Comment canaliser ma colère contre mes enfants ?

Chaque fois qu'un de mes enfants fait une bêtise, je réagis exagérément en criant et me fâchant. Je dégage à ce moment-là une énergie négative...
La Question :
Chaque fois qu'un de mes enfants fait une bêtise, je réagis exagérément en criant et me fâchant. Je dégage à ce moment-là une énergie négative et destructrice. Pour les punir, je fais même du chantage affectif : « Si tu continues à m'énerver, tu resteras le mercredi après-midi à l'école : je ne viens plus te chercher ». J'éprouve alors un plaisir malsain à voir leur tristesse. Une demi-heure après, la culpabilité m'envahit. Je me demande pourquoi je fais cela, car tout le monde est perdant. Ces réactions sont, je suis sûre, liées au stress, mais je travaille déjà moins, je consulte régulièrement un ostéopathe, je me suis remise au sport… Et, je ne peux pas mettre cela sur le compte du stress, j'en ai peu à cause des tâches ménagères (j'ai une aide extérieure, et mon mari participe aussi). Etonnamment, s'il arrive quelque chose de plus grave à mes enfants (problème à l'école, maladie), je reste calme. J'aimerais trouver un moyen pour canaliser cette colère qui m'envahit comme une bouffée et que je n'arrive pas à contrôler.(Fleur, 34 ans)

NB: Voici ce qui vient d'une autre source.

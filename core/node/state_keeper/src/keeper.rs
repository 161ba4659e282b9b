//! The keeper: boot, alignment against the datastream, injected genesis,
//! batch/block production, verification drain and unwind.

use std::{
    collections::{BTreeMap, HashMap, HashSet},
    sync::Arc,
    time::Duration,
};

use anyhow::Context as _;
use cdk_basic_types::{
    conversions::u256_to_h256, Address, BatchNumber, ForkId, L1InfoTreeIndex, L2BlockNumber, H256,
    U256,
};
use cdk_config::SequencerConfig;
use cdk_counters::{BatchCounterCollector, TransactionCounter};
use cdk_dal::{ConnectionPool, CoreDal};
use cdk_datastream::{
    BatchEnd, BatchStart, BookmarkKind, Entry, GerUpdate, L2BlockEnd, L2BlockStart, L2Tx,
    StreamWriter,
};
use cdk_info_tree::{BlockInfoTree, BlockPreamble, BlockTxLeaf};
use cdk_mempool::MempoolProvider;
use cdk_types::{
    batch::compute_acc_input_hash, batch_l2_data, block::L2BlockHeader, receipt::receipts_root,
    Batch, SealedL2Block, Transaction, TxReceipt,
};
use cdk_verifier::{VerificationRequest, Verdict, VerifierBridge};
use cdk_vm::{
    apply_transaction, BlockContext, InMemoryState, KeccakCommitment, Snapshot, StateCommitment,
    TxError, TxOutput, VmConfig, GER_MANAGER_ADDRESS,
};
use tokio::sync::watch;

use crate::{
    clock::Clock,
    metrics::METRICS,
    seal_criteria::{resolve, SealData, SealResolution},
};

/// Progress key of the execution stage.
pub const EXECUTION_STAGE: &str = "execution";

/// Base depth of the state tree used for poseidon estimation.
const BASE_SMT_DEPTH: u64 = 32;

/// Storage slot of the local exit root inside the GER manager.
const LER_SLOT: u64 = 1;

/// How the keeper sources transactions and timestamps.
#[derive(Debug, Clone, Copy, PartialEq, Eq)]
pub enum KeeperMode {
    /// Mempool-driven production.
    Normal,
    /// Replay of batches decoded from L1 data; counters are unlimited and
    /// timestamps are forced.
    L1Recovery,
    /// Reprocessing of a quarantined transaction under its recorded
    /// timestamp; any failure is a programmer error.
    Limbo,
}

#[derive(Debug)]
struct OpenBatch {
    number: BatchNumber,
    fork_id: ForkId,
    config: SequencerConfig,
    collector: BatchCounterCollector,
    l2_data: Vec<u8>,
    blocks: Vec<L2BlockNumber>,
    txs_in_batch: u64,
    deadline: tokio::time::Instant,
    non_empty_deadline: Option<tokio::time::Instant>,
    start_emitted: bool,
    used_ger: Option<H256>,
    has_info_index: bool,
    timestamp_limit: u64,
    /// 0 = regular, 1 = injected, 2 = recovery replay.
    batch_type: u8,
}

impl OpenBatch {
    fn effective_deadline(&self) -> tokio::time::Instant {
        match self.non_empty_deadline {
            Some(non_empty) => self.deadline.min(non_empty),
            None => self.deadline,
        }
    }
}

/// Inputs of one block about to be produced.
#[derive(Debug)]
struct BlockPlan {
    timestamp: u64,
    info_index: L1InfoTreeIndex,
    ger: Option<H256>,
    l1_block_hash: H256,
    reused_index: bool,
}
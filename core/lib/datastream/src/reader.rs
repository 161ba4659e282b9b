//! Forward reader over the stream file. Readers may attach at any entry
//! offset and identify batch boundaries purely from entry types; they never
//! see past the last committed header.

use std::{
    fs::File,
    io::{Read, Seek, SeekFrom},
    path::Path,
};

use crate::{
    entries::Entry,
    types::{EntryType, StreamError, FRAME_OVERHEAD, HEADER_SIZE, PACKET_DATA, PACKET_HEADER},
};

#[derive(Debug, Clone, Copy, PartialEq, Eq)]
pub struct StreamHeader {
    pub stream_type: u64,
    pub total_length: u64,
    pub total_entries: u64,
}

#[derive(Debug)]
pub struct StreamReader {
    file: File,
    offset: u64,
    header: StreamHeader,
}

impl StreamReader {
    pub fn open(path: &Path) -> Result<Self, StreamError> {
        let mut file = File::open(path)?;
        let header = read_header(&mut file)?;
        Ok(Self {
            file,
            offset: HEADER_SIZE,
            header,
        })
    }

    pub fn header(&self) -> StreamHeader {
        self.header
    }

    /// Re-reads the header, picking up entries committed since open.
    pub fn refresh(&mut self) -> Result<(), StreamError> {
        self.header = read_header(&mut self.file)?;
        Ok(())
    }

    /// Positions the reader at an entry offset.
    pub fn seek_to(&mut self, offset: u64) {
        self.offset = offset.max(HEADER_SIZE);
    }

    pub fn offset(&self) -> u64 {
        self.offset
    }

    /// Reads the next committed entry, or `None` at the committed tail.
    pub fn next_entry(&mut self) -> Result<Option<(u64, Entry)>, StreamError> {
        if self.offset >= self.header.total_length {
            return Ok(None);
        }
        let (entry, next) = read_entry_at(&mut self.file, self.offset)?;
        let offset = self.offset;
        self.offset = next;
        Ok(Some((offset, entry)))
    }
}

pub(crate) fn read_header(file: &mut File) -> Result<StreamHeader, StreamError> {
    file.seek(SeekFrom::Start(0))?;
    let mut buf = [0u8; HEADER_SIZE as usize];
    file.read_exact(&mut buf)?;
    if buf[0] != PACKET_HEADER {
        return Err(StreamError::Header(format!(
            "unexpected packet type {}",
            buf[0]
        )));
    }
    let head_length = u32::from_be_bytes(buf[1..5].try_into().expect("sized"));
    if head_length as u64 != HEADER_SIZE {
        return Err(StreamError::Header(format!(
            "unexpected header length {head_length}"
        )));
    }
    Ok(StreamHeader {
        stream_type: u64::from_be_bytes(buf[5..13].try_into().expect("sized")),
        total_length: u64::from_be_bytes(buf[13..21].try_into().expect("sized")),
        total_entries: u64::from_be_bytes(buf[21..29].try_into().expect("sized")),
    })
}

/// Reads one data frame; returns the entry and the offset right after it.
pub(crate) fn read_entry_at(file: &mut File, offset: u64) -> Result<(Entry, u64), StreamError> {
    file.seek(SeekFrom::Start(offset))?;
    let mut fixed = [0u8; FRAME_OVERHEAD as usize];
    file.read_exact(&mut fixed)?;
    if fixed[0] != PACKET_DATA {
        return Err(StreamError::Malformed {
            offset,
            reason: format!("unexpected packet type {}", fixed[0]),
        });
    }
    let frame_length = u32::from_be_bytes(fixed[1..5].try_into().expect("sized")) as u64;
    if frame_length < FRAME_OVERHEAD {
        return Err(StreamError::Malformed {
            offset,
            reason: format!("frame length {frame_length} is below the fixed overhead"),
        });
    }
    let raw_type = u32::from_be_bytes(fixed[5..9].try_into().expect("sized"));
    let entry_type = EntryType::from_u32(raw_type).ok_or_else(|| StreamError::Malformed {
        offset,
        reason: format!("unknown entry type {raw_type}"),
    })?;

    let mut payload = vec![0u8; (frame_length - FRAME_OVERHEAD) as usize];
    file.read_exact(&mut payload)?;
    let entry = Entry::decode_payload(entry_type, &payload, offset)?;
    Ok((entry, offset + frame_length))
}
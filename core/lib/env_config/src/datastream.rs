use cdk_config::DatastreamConfig;

use crate::{envy_load, FromEnv};

impl FromEnv for DatastreamConfig {
    fn from_env() -> anyhow::Result<Self> {
        envy_load("datastream", "CDK_DATASTREAM_")
    }
}
//! Batch definitions and the accumulated-input-hash chain.

use cdk_basic_types::{Address, BatchNumber, ForkId, H256};
use serde::{Deserialize, Serialize};

use crate::hasher::{keccak256, keccak256_concat};

/// A monotonically numbered unit of sequenced blocks, sealed together for
/// proving. Never mutated after close except to record the verification
/// outcome.
#[derive(Debug, Clone, PartialEq, Eq, Serialize, Deserialize)]
pub struct Batch {
    pub number: BatchNumber,
    pub fork_id: ForkId,
    /// Chained commitment over every sequenced batch up to this one.
    pub acc_input_hash: H256,
    pub local_exit_root: H256,
    pub global_exit_root: Option<H256>,
    pub is_closed: bool,
    /// Encoded blocks + transactions; see [`crate::batch_l2_data`].
    pub l2_data: Vec<u8>,
}

impl Batch {
    pub fn open(number: BatchNumber, fork_id: ForkId) -> Self {
        Self {
            number,
            fork_id,
            acc_input_hash: H256::zero(),
            local_exit_root: H256::zero(),
            global_exit_root: None,
            is_closed: false,
            l2_data: Vec::new(),
        }
    }
}

/// Chains a batch into the accumulated input hash consumed by the prover:
/// `keccak(old ∥ keccak(l2_data) ∥ l1_info_root ∥ limit_ts ∥ sequencer ∥ forced_hash)`.
pub fn compute_acc_input_hash(
    old_acc_input_hash: H256,
    l2_data: &[u8],
    l1_info_root: H256,
    limit_timestamp: u64,
    sequencer: Address,
    forced_block_hash: H256,
) -> H256 {
    let data_hash = keccak256(l2_data);
    keccak256_concat([
        old_acc_input_hash.as_bytes(),
        data_hash.as_bytes(),
        l1_info_root.as_bytes(),
        &limit_timestamp.to_be_bytes(),
        sequencer.as_bytes(),
        forced_block_hash.as_bytes(),
    ])
}

#[cfg(test)]
mod tests {
    use super::*;

    #[test]
    fn acc_input_hash_chains() {
        let first = compute_acc_input_hash(
            H256::zero(),
            b"batch-1",
            H256::repeat_byte(1),
            100,
            Address::repeat_byte(2),
            H256::zero(),
        );
        let second = compute_acc_input_hash(
            first,
            b"batch-2",
            H256::repeat_byte(1),
            200,
            Address::repeat_byte(2),
            H256::zero(),
        );
        assert_ne!(first, second);
        // Same inputs reproduce the same chain.
        let replay = compute_acc_input_hash(
            first,
            b"batch-2",
            H256::repeat_byte(1),
            200,
            Address::repeat_byte(2),
            H256::zero(),
        );
        assert_eq!(second, replay);
    }
}
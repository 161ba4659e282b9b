use cdk_dal::{Connection, CoreDal};

use super::{EventProcessor, EventProcessorError};
use crate::{
    client::{L1Client, L1Log},
    events,
    metrics::METRICS,
};

/// Ingests batch verifications (pre-Etrog, Etrog and Validium-Etrog; the
/// Etrog forms are filtered by rollup id) and cross-validates local state
/// roots against the verified ones.
#[derive(Debug)]
pub(crate) struct VerificationProcessor {
    rollup_id: u64,
}

impl VerificationProcessor {
    pub fn new(rollup_id: u64) -> Self {
        Self { rollup_id }
    }
}

#[async_trait::async_trait]
impl EventProcessor for VerificationProcessor {
    async fn process_events(
        &mut self,
        storage: &mut Connection,
        _client: &dyn L1Client,
        logs: &[L1Log],
    ) -> Result<(), EventProcessorError> {
        for log in logs {
            let Some(topic0) = log.topics.first() else {
                continue;
            };
            let verification = if *topic0 == *events::VERIFY_BATCHES_PRE_ETROG {
                events::decode_verify_batches_pre_etrog(log)
                    .map_err(|err| EventProcessorError::log_parse(err, "Verification"))?
            } else if *topic0 == *events::VERIFY_BATCHES_ETROG
                || *topic0 == *events::VERIFY_BATCHES_VALIDIUM_ETROG
            {
                let (rollup_id, verification) = events::decode_verify_batches_etrog(log)
                    .map_err(|err| EventProcessorError::log_parse(err, "Verification"))?;
                if rollup_id != self.rollup_id {
                    continue;
                }
                verification
            } else {
                continue;
            };

            storage
                .l1_info_dal()
                .write_batch_verification(&verification)
                .await
                .map_err(|err| EventProcessorError::Database(err.to_string()))?;
            METRICS.verifications.inc();

            // Compare against the locally hashed block, if we produced one.
            let local_block = storage
                .blocks_dal()
                .highest_block_in_batch(verification.batch_number)
                .await
                .map_err(|err| EventProcessorError::Database(err.to_string()))?;
            if let Some(block) = local_block {
                let sealed = storage
                    .blocks_dal()
                    .get_sealed_block(block)
                    .await
                    .map_err(|err| EventProcessorError::Database(err.to_string()))?;
                if let Some(sealed) = sealed {
                    if sealed.header.state_root != verification.state_root {
                        return Err(EventProcessorError::Fatal(format!(
                            "state root of batch {} diverges from L1: local {:?}, verified {:?}",
                            verification.batch_number,
                            sealed.header.state_root,
                            verification.state_root,
                        )));
                    }
                    tracing::info!(
                        batch = %verification.batch_number,
                        "local state root matches the L1 verification"
                    );
                }
            }
        }
        Ok(())
    }
}
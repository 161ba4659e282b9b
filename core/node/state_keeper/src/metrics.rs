//! Metrics for the sequencer loop.

use vise::{Counter, Gauge, Metrics};

#[derive(Debug, Metrics)]
#[metrics(prefix = "cdk_state_keeper")]
pub(crate) struct StateKeeperMetrics {
    /// Batches sealed since startup.
    pub batches_sealed: Counter,

    /// Blocks sealed since startup.
    pub blocks_sealed: Counter,

    /// Transactions executed successfully.
    pub txs_executed: Counter,

    /// Transactions rolled off a block after a counter overflow.
    pub txs_rolled_back: Counter,

    /// Transactions handed to the mempool for permanent discard.
    pub txs_discarded: Counter,

    /// Unwinds driven by verifier rejections.
    pub unwinds: Counter,

    /// Highest sealed batch number.
    pub highest_batch: Gauge<u64>,
}

#[vise::register]
pub(crate) static METRICS: vise::Global<StateKeeperMetrics> = vise::Global::new();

La réponse de Isabelle Taubes
Ce problème que vous abordez avec une grande sincérité, préoccupe de nombreuses mères, aussi désemparées et culpabilisées que vous, face à leurs irrépressibles élans de colère. Avoir plusieurs enfants, dans une société qui ne fait rien pour alléger la vie des mères, peut être en soi, une sérieuse cause de surmenage psychique... mais, comme vous le pressentez bien, le stress n’explique pas tout.
Vous avez conscience de l’excès de vos réactions vis-à-vis de vos enfants et de l’agressivité qui les sous-tend ; c’est un premier pas important. Essayons d’aller plus loin : se mettre exagérément en colère quand un enfant fait une bêtise, surtout quand cette attitude est répétitive, tient souvent du réflexe "de survie psychique". A ce moment, une rage intérieure s’empare de nous. Elle monte, elle monte, puis elle explose. Et aussitôt calmé, nous regrettons de nous être emporté.
Pour éviter l’explosion et la culpabilité qui s’ensuit, nous devons nous efforcer de domestiquer l’énergie brutale qui nous envahit, en la convertissant en pensées et en mots, en essayant de verbaliser les interdits et les reproches, au lieu de les hurler. D’accord, c’est plus facile à dire qu’à mettre en pratique, surtout quand on est une personne nerveuse ! C’est pourtant l’unique méthode qui permette aux enfants de trouver des repères réels, de se responsabiliser par rapport à leurs actes.